In the summer of 1959, 4,741 MAT teams were reported to have been formed in four secure regions. By the next summer, more than 15,000 had been founded; by 1964, there were 22,000 for farmers and 4,000 for nomads. Besides leaving “no arable land idle,” the teams embarked on massive irrigation projects, built dams and reservoirs, collected human and animal waste as fertilizer and planted a second and even third crop where only one had been sown before. Bumper harvests were reaped. That of 1959 showed a 10 to 20 percent increase over the previous year. A further 15 to 20 percent increase was set as the production target for 1960. By 1961, cultivated land had expanded by 22.5 percent. By 1964, grain output was claimed to be 45 percent above that prior to the Democratic Reforms, and the number of livestock had increased by 36 percent. The Tibetan people’s reaction to these miraculous increases in producton was described as one of pure ecstasy, the “million serfs who stood up” now “celebrating with songs and dances” their “enthusiasm for production” being “unprecedentedly high.” But in reality, in every corner of Tibet, save perhaps Ngari in the far west—still beyond stringent Chinese influence—Tibetans were starving to death by the thousands.
The source of the famine lay not in Tibet but in China. Harvests had been poor, and the Great Leap Forward had led to a schism with the Soviet Union, which had cut off its shipments of grain. As a result, 1959 was the first of the three “lean years” in which millions all across China perished from hunger. To feed them, Tibet’s crop was no sooner harvested than it was taken from the Tibetans and either consumed by the PLA or shipped to the mother country. This was the most immediate and pressing purpose of Tibet’s socialization: to create a bread basket for the starving People’s Republic.
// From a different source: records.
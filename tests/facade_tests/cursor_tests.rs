//! Cursor Tests
//!
//! Tests verify, against both backends:
//! - Ordered iteration (backward is the exact reverse of forward)
//! - Seek semantics
//! - Backend-specific operations and their errors
//! - Close idempotence and use after close

use ledgerkv::{BackendKind, Config, Cursor, LedgerError, StorageFacade};
use tempfile::TempDir;

// =============================================================================
// Helper Functions
// =============================================================================

const BACKENDS: [BackendKind; 2] = [BackendKind::Embedded, BackendKind::Versioned];

fn init_tracing() {
    let _ = tracing_subscriber::fmt()
        .with_env_filter(tracing_subscriber::EnvFilter::from_default_env())
        .with_test_writer()
        .try_init();
}

fn open_facade(backend: BackendKind) -> (TempDir, StorageFacade) {
    init_tracing();
    let temp_dir = TempDir::new().unwrap();
    let config = Config::builder()
        .data_dir(temp_dir.path())
        .backend(backend)
        .build();
    let facade = StorageFacade::open(config).unwrap();
    (temp_dir, facade)
}

/// Facade whose default partition holds `keys` (value = key uppercased)
fn facade_with(backend: BackendKind, keys: &[&str]) -> (TempDir, StorageFacade) {
    let (temp, facade) = open_facade(backend);
    let default = facade.default_partition();
    for key in keys {
        facade
            .put(default, key.as_bytes(), key.to_uppercase().as_bytes())
            .unwrap();
    }
    (temp, facade)
}

fn current_key(cursor: &Cursor) -> Vec<u8> {
    cursor.key().unwrap().unwrap().to_vec()
}

fn collect_forward(cursor: &mut Cursor) -> Vec<Vec<u8>> {
    let mut keys = Vec::new();
    cursor.seek_to_first().unwrap();
    while cursor.valid() {
        keys.push(current_key(cursor));
        cursor.next().unwrap();
    }
    keys
}

fn collect_backward(cursor: &mut Cursor) -> Vec<Vec<u8>> {
    let mut keys = Vec::new();
    cursor.seek_to_last().unwrap();
    while cursor.valid() {
        keys.push(current_key(cursor));
        cursor.prev().unwrap();
    }
    keys
}

// =============================================================================
// Ordering Tests
// =============================================================================

#[test]
fn test_forward_iteration_is_sorted() {
    for backend in BACKENDS {
        let (_temp, facade) = facade_with(backend, &["delta", "alpha", "charlie", "bravo"]);
        let mut cursor = facade.new_cursor(facade.default_partition()).unwrap();

        let keys = collect_forward(&mut cursor);

        assert_eq!(
            keys,
            vec![
                b"alpha".to_vec(),
                b"bravo".to_vec(),
                b"charlie".to_vec(),
                b"delta".to_vec()
            ],
            "backend {}",
            backend
        );
        cursor.close().unwrap();
    }
}

#[test]
fn test_backward_is_reverse_of_forward() {
    for backend in BACKENDS {
        let keys: Vec<String> = (0..30).map(|i| format!("k{:02}", (i * 7) % 30)).collect();
        let key_refs: Vec<&str> = keys.iter().map(String::as_str).collect();
        let (_temp, facade) = facade_with(backend, &key_refs);
        let mut cursor = facade.new_cursor(facade.default_partition()).unwrap();

        let forward = collect_forward(&mut cursor);
        let mut backward = collect_backward(&mut cursor);
        backward.reverse();

        assert_eq!(forward.len(), 30);
        assert_eq!(forward, backward, "backend {}", backend);
    }
}

#[test]
fn test_values_follow_keys() {
    for backend in BACKENDS {
        let (_temp, facade) = facade_with(backend, &["a", "b"]);
        let mut cursor = facade.new_cursor(facade.default_partition()).unwrap();

        cursor.seek_to_first().unwrap();
        assert_eq!(cursor.value().unwrap().unwrap(), b"A");
        cursor.next().unwrap();
        assert_eq!(cursor.value().unwrap().unwrap(), b"B");
        cursor.next().unwrap();
        assert!(!cursor.valid());
        assert!(cursor.key().unwrap().is_none());
        assert!(cursor.value().unwrap().is_none());
    }
}

#[test]
fn test_empty_partition_is_never_valid() {
    for backend in BACKENDS {
        let (_temp, facade) = open_facade(backend);
        let mut cursor = facade.new_cursor(facade.default_partition()).unwrap();

        assert!(!cursor.valid());
        cursor.seek_to_first().unwrap();
        assert!(!cursor.valid());
        cursor.seek_to_last().unwrap();
        assert!(!cursor.valid());
        cursor.seek(b"anything").unwrap();
        assert!(!cursor.valid());
    }
}

#[test]
fn test_cursor_reads_a_point_in_time_view() {
    for backend in BACKENDS {
        let (_temp, facade) = facade_with(backend, &["a", "c"]);
        let default = facade.default_partition();
        let mut cursor = facade.new_cursor(default).unwrap();

        facade.put(default, b"b", b"late").unwrap();
        facade.delete(default, b"c").unwrap();

        assert_eq!(
            collect_forward(&mut cursor),
            vec![b"a".to_vec(), b"c".to_vec()],
            "backend {}",
            backend
        );
    }
}

// =============================================================================
// Seek Tests
// =============================================================================

#[test]
fn test_seek_lands_on_first_key_not_less_than_target() {
    for backend in BACKENDS {
        let (_temp, facade) = facade_with(backend, &["b", "d", "f"]);
        let mut cursor = facade.new_cursor(facade.default_partition()).unwrap();

        cursor.seek(b"d").unwrap();
        assert_eq!(current_key(&cursor), b"d");

        cursor.seek(b"c").unwrap();
        assert_eq!(current_key(&cursor), b"d");

        cursor.seek(b"").unwrap();
        assert_eq!(current_key(&cursor), b"b");

        cursor.seek(b"g").unwrap();
        assert!(!cursor.valid(), "backend {}", backend);
    }
}

#[test]
fn test_step_on_invalid_cursor_fails() {
    for backend in BACKENDS {
        let (_temp, facade) = facade_with(backend, &["a"]);
        let mut cursor = facade.new_cursor(facade.default_partition()).unwrap();

        assert!(cursor.next().is_err(), "backend {}", backend);
        assert!(cursor.prev().is_err(), "backend {}", backend);
    }
}

// =============================================================================
// Backend-Specific Operation Tests
// =============================================================================

#[test]
fn test_valid_for_prefix_embedded() {
    let (_temp, facade) = facade_with(BackendKind::Embedded, &["tx:1", "tx:2", "ub:1"]);
    let mut cursor = facade.new_cursor(facade.default_partition()).unwrap();

    cursor.seek(b"tx:").unwrap();
    let mut matched = 0;
    while cursor.valid_for_prefix(b"tx:").unwrap() {
        matched += 1;
        cursor.next().unwrap();
    }

    assert_eq!(matched, 2);
    assert!(cursor.valid());
}

#[test]
fn test_valid_for_prefix_versioned_is_invalid_operation() {
    let (_temp, facade) = facade_with(BackendKind::Versioned, &["tx:1"]);
    let mut cursor = facade.new_cursor(facade.default_partition()).unwrap();
    cursor.seek_to_first().unwrap();

    let result = cursor.valid_for_prefix(b"tx:");

    assert!(matches!(result, Err(LedgerError::InvalidOperation(_))));
    // The cursor itself is unaffected
    assert!(cursor.valid());
}

#[test]
fn test_error_reporting_by_backend() {
    let (_temp, embedded) = facade_with(BackendKind::Embedded, &["a"]);
    let cursor = embedded.new_cursor(embedded.default_partition()).unwrap();
    assert!(cursor.error().unwrap().is_none());

    let (_temp2, versioned) = facade_with(BackendKind::Versioned, &["a"]);
    let cursor = versioned.new_cursor(versioned.default_partition()).unwrap();
    assert!(matches!(cursor.error(), Err(LedgerError::InvalidOperation(_))));
}

#[test]
fn test_views_borrow_only_on_embedded() {
    let (_temp, embedded) = facade_with(BackendKind::Embedded, &["a"]);
    let mut cursor = embedded.new_cursor(embedded.default_partition()).unwrap();
    cursor.seek_to_first().unwrap();
    let key = cursor.key().unwrap().unwrap();
    assert!(!key.is_owned());
    assert_eq!(key.backend(), BackendKind::Embedded);
    let detached = key.into_owned();
    cursor.next().unwrap();
    assert_eq!(detached, b"a");

    let (_temp2, versioned) = facade_with(BackendKind::Versioned, &["a"]);
    let mut cursor = versioned.new_cursor(versioned.default_partition()).unwrap();
    cursor.seek_to_first().unwrap();
    let value = cursor.value().unwrap().unwrap();
    assert!(value.is_owned());
    assert_eq!(value.backend(), BackendKind::Versioned);
}

// =============================================================================
// Close Tests
// =============================================================================

#[test]
fn test_close_twice_is_use_after_close() {
    for backend in BACKENDS {
        let (_temp, facade) = facade_with(backend, &["a"]);
        let mut cursor = facade.new_cursor(facade.default_partition()).unwrap();
        assert_eq!(cursor.backend(), Some(backend));

        cursor.close().unwrap();

        assert!(cursor.is_closed());
        assert_eq!(cursor.backend(), None);
        assert!(!cursor.valid());
        assert!(matches!(cursor.close(), Err(LedgerError::UseAfterClose(_))));
    }
}

#[test]
fn test_operations_after_close_fail() {
    for backend in BACKENDS {
        let (_temp, facade) = facade_with(backend, &["a"]);
        let mut cursor = facade.new_cursor(facade.default_partition()).unwrap();
        cursor.close().unwrap();

        assert!(matches!(cursor.seek_to_first(), Err(LedgerError::UseAfterClose(_))));
        assert!(matches!(cursor.seek(b"a"), Err(LedgerError::UseAfterClose(_))));
        assert!(matches!(cursor.next(), Err(LedgerError::UseAfterClose(_))));
        assert!(matches!(cursor.key(), Err(LedgerError::UseAfterClose(_))));
        assert!(matches!(cursor.value(), Err(LedgerError::UseAfterClose(_))));
        assert!(matches!(cursor.error(), Err(LedgerError::UseAfterClose(_))));
    }
}

#[test]
fn test_cursor_survives_drop_without_close() {
    for backend in BACKENDS {
        let (_temp, facade) = facade_with(backend, &["a"]);
        {
            let mut cursor = facade.new_cursor(facade.default_partition()).unwrap();
            cursor.seek_to_first().unwrap();
        }

        // A fresh cursor still works after the implicit release
        let mut cursor = facade.new_cursor(facade.default_partition()).unwrap();
        assert_eq!(collect_forward(&mut cursor), vec![b"a".to_vec()]);
    }
}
Given the situation in China, the compulsory formation of MATs in Tibet was tantamount to the creation of forced-labor gangs. Ration cards were distributed to one and all—on which were recorded vital statistics for the Public Security Bureau, such as the number of people in each household, their age, sex and relation—and the monthly grain ration was set at 22 pounds per person. This represented a decrease by two thirds in the average Tibetan’s diet. With travel almost completely banned, the population in the countryside hoarded wild vegetables; those in the cities—deprived now of the free markets on which they had subsisted—were even worse off, receiving as little as 18 pounds of grain per month. Horror stories abounded. People ate cats, dogs, and insects. Parents fed dying children their own blood mixed with hot water and tsampa. Other children were forced to leave home to beg on the roads and old people went off to die alone in the hills. Thousands of Tibetans took to eating the refuse thrown by the Chinese to the pigs each Han compound kept, while those around PLA outposts daily pieced apart manure from the soldiers’ horses, looking for undigested grain. Even for Tibetan cadres, normally better fed than the population at large, meat and butter were unavailable, salt and black tea being the sole supplement to barley grain.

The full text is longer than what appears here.